Sebastião Ribeiro Salgado is a renowned Brazilian photographer and photojournalist, but a lot of people don’t know that he and his wife, Lélia, are responsible for one of history’s most impressive environmental restoration projects. For the last 20 years, this dynamic duo has almost completely recovered a section of the Atlantic Forest by planting 2.7 million saplings over the last 20 years. But not only did the reforestation project bring a seemingly lifeless piece of land back to life, but it saw the return of a wide array of animal life to the area thanks to these two amazing people.
In the early ‘90s, Brazilian photographer Sebastião Ribeiro Salgado covered the genocide in Rwanda.
The experience really haunted him, so he actually looked forward to returning home to Minas Gerais, Brazil in 1994. He hoped to find comfort among the lush green forest he had grown up seeing.
José Cruz/ABr / CC BY 3.0 br
Sadly, he found miles of a barren wasteland after his hometown experience massive deforestation.
Only 0.5% of the area contained trees.

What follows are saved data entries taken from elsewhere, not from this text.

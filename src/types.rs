use serde::{Deserialize, Serialize};
use std::fmt;
use std::str::FromStr;

/// Elemental type of a creature or move.
///
/// Serialized in upper case (`"FIRE"`), parsed case-insensitively.
#[derive(Clone, Copy, Debug, Eq, PartialEq, Hash, Serialize, Deserialize)]
#[serde(try_from = "String", into = "String")]
pub enum PokeType {
    Normal,
    Fire,
    Water,
    Electric,
    Grass,
    Ice,
    Fighting,
    Poison,
    Ground,
    Flying,
    Psychic,
    Bug,
    Rock,
    Ghost,
    Dragon,
    Dark,
    Steel,
    Fairy,
}

impl PokeType {
    pub const ALL: [PokeType; 18] = [
        PokeType::Normal,
        PokeType::Fire,
        PokeType::Water,
        PokeType::Electric,
        PokeType::Grass,
        PokeType::Ice,
        PokeType::Fighting,
        PokeType::Poison,
        PokeType::Ground,
        PokeType::Flying,
        PokeType::Psychic,
        PokeType::Bug,
        PokeType::Rock,
        PokeType::Ghost,
        PokeType::Dragon,
        PokeType::Dark,
        PokeType::Steel,
        PokeType::Fairy,
    ];

    pub fn name(self) -> &'static str {
        match self {
            PokeType::Normal => "NORMAL",
            PokeType::Fire => "FIRE",
            PokeType::Water => "WATER",
            PokeType::Electric => "ELECTRIC",
            PokeType::Grass => "GRASS",
            PokeType::Ice => "ICE",
            PokeType::Fighting => "FIGHTING",
            PokeType::Poison => "POISON",
            PokeType::Ground => "GROUND",
            PokeType::Flying => "FLYING",
            PokeType::Psychic => "PSYCHIC",
            PokeType::Bug => "BUG",
            PokeType::Rock => "ROCK",
            PokeType::Ghost => "GHOST",
            PokeType::Dragon => "DRAGON",
            PokeType::Dark => "DARK",
            PokeType::Steel => "STEEL",
            PokeType::Fairy => "FAIRY",
        }
    }

    /// Multiplier of an attack of this type against a single defending type.
    // Ref: pokemon-showdown/data/typechart.ts
    pub fn against(self, defending: PokeType) -> f32 {
        use PokeType::*;
        match self {
            Normal => match defending {
                Rock | Steel => 0.5,
                Ghost => 0.0,
                _ => 1.0,
            },
            Fire => match defending {
                Fire | Water | Rock | Dragon => 0.5,
                Grass | Ice | Bug | Steel => 2.0,
                _ => 1.0,
            },
            Water => match defending {
                Water | Grass | Dragon => 0.5,
                Fire | Ground | Rock => 2.0,
                _ => 1.0,
            },
            Electric => match defending {
                Electric | Grass | Dragon => 0.5,
                Water | Flying => 2.0,
                Ground => 0.0,
                _ => 1.0,
            },
            Grass => match defending {
                Fire | Grass | Poison | Flying | Bug | Dragon | Steel => 0.5,
                Water | Ground | Rock => 2.0,
                _ => 1.0,
            },
            Ice => match defending {
                Fire | Water | Ice | Steel => 0.5,
                Grass | Ground | Flying | Dragon => 2.0,
                _ => 1.0,
            },
            Fighting => match defending {
                Normal | Ice | Rock | Dark | Steel => 2.0,
                Poison | Flying | Psychic | Bug | Fairy => 0.5,
                Ghost => 0.0,
                _ => 1.0,
            },
            Poison => match defending {
                Grass | Fairy => 2.0,
                Poison | Ground | Rock | Ghost => 0.5,
                Steel => 0.0,
                _ => 1.0,
            },
            Ground => match defending {
                Fire | Electric | Poison | Rock | Steel => 2.0,
                Grass | Bug => 0.5,
                Flying => 0.0,
                _ => 1.0,
            },
            Flying => match defending {
                Grass | Fighting | Bug => 2.0,
                Electric | Rock | Steel => 0.5,
                _ => 1.0,
            },
            Psychic => match defending {
                Fighting | Poison => 2.0,
                Psychic | Steel => 0.5,
                Dark => 0.0,
                _ => 1.0,
            },
            Bug => match defending {
                Grass | Psychic | Dark => 2.0,
                Fire | Fighting | Poison | Flying | Ghost | Steel | Fairy => 0.5,
                _ => 1.0,
            },
            Rock => match defending {
                Fire | Ice | Flying | Bug => 2.0,
                Fighting | Ground | Steel => 0.5,
                _ => 1.0,
            },
            Ghost => match defending {
                Ghost | Psychic => 2.0,
                Dark => 0.5,
                Normal => 0.0,
                _ => 1.0,
            },
            Dragon => match defending {
                Dragon => 2.0,
                Steel => 0.5,
                Fairy => 0.0,
                _ => 1.0,
            },
            Dark => match defending {
                Psychic | Ghost => 2.0,
                Fighting | Dark | Fairy => 0.5,
                _ => 1.0,
            },
            Steel => match defending {
                Rock | Ice | Fairy => 2.0,
                Fire | Water | Electric | Steel => 0.5,
                _ => 1.0,
            },
            Fairy => match defending {
                Fighting | Dragon | Dark => 2.0,
                Fire | Poison | Steel => 0.5,
                _ => 1.0,
            },
        }
    }
}

/// Combined multiplier against every type of the target. An untyped target takes neutral damage.
pub fn type_effectiveness(move_type: PokeType, target_types: &[PokeType]) -> f32 {
    target_types
        .iter()
        .fold(1.0, |acc, t| acc * move_type.against(*t))
}

#[derive(Debug, Clone, PartialEq, Eq, thiserror::Error)]
#[error("unknown type '{0}'")]
pub struct UnknownType(pub String);

impl FromStr for PokeType {
    type Err = UnknownType;

    fn from_str(s: &str) -> Result<Self, Self::Err> {
        PokeType::ALL
            .iter()
            .copied()
            .find(|t| t.name().eq_ignore_ascii_case(s.trim()))
            .ok_or_else(|| UnknownType(s.to_string()))
    }
}

impl TryFrom<String> for PokeType {
    type Error = UnknownType;

    fn try_from(value: String) -> Result<Self, Self::Error> {
        value.parse()
    }
}

impl From<PokeType> for String {
    fn from(value: PokeType) -> Self {
        value.name().to_string()
    }
}

impl fmt::Display for PokeType {
    fn fmt(&self, f: &mut fmt::Formatter<'_>) -> fmt::Result {
        f.write_str(self.name())
    }
}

The land was sick and so was he. But there was a glimmer of hope. Salgado’s wife, Lélia suggested they try to replant the whole forest, which sounded like an impossible mission.
Most people would have deemed Lélia insane, but Salgado supported his wife’s awesome idea.
The couple set out to perform this major undertaking, and they started by buying an abandoned cattle ranch from his folks. Then they acquired partners who would fund their project and volunteers eager to help them see the project through.
Approximately 15 percent of greenhouse emissions are the result of deforestation.
When a forest undergoes massive deforestation, humanity loses, but so do animals. Countless species of animals and plants are lost as a result of these actions. But the Salgado family wasn’t about to stand by and do nothing.
Most people would have felt completely powerless in the face of this environmental carnage.
Deforestation is a process that happens fast, but bringing a forest back to life can take years—decades even. A lot of people in Salgado and his wife’s case would have felt helpless, but they were determined.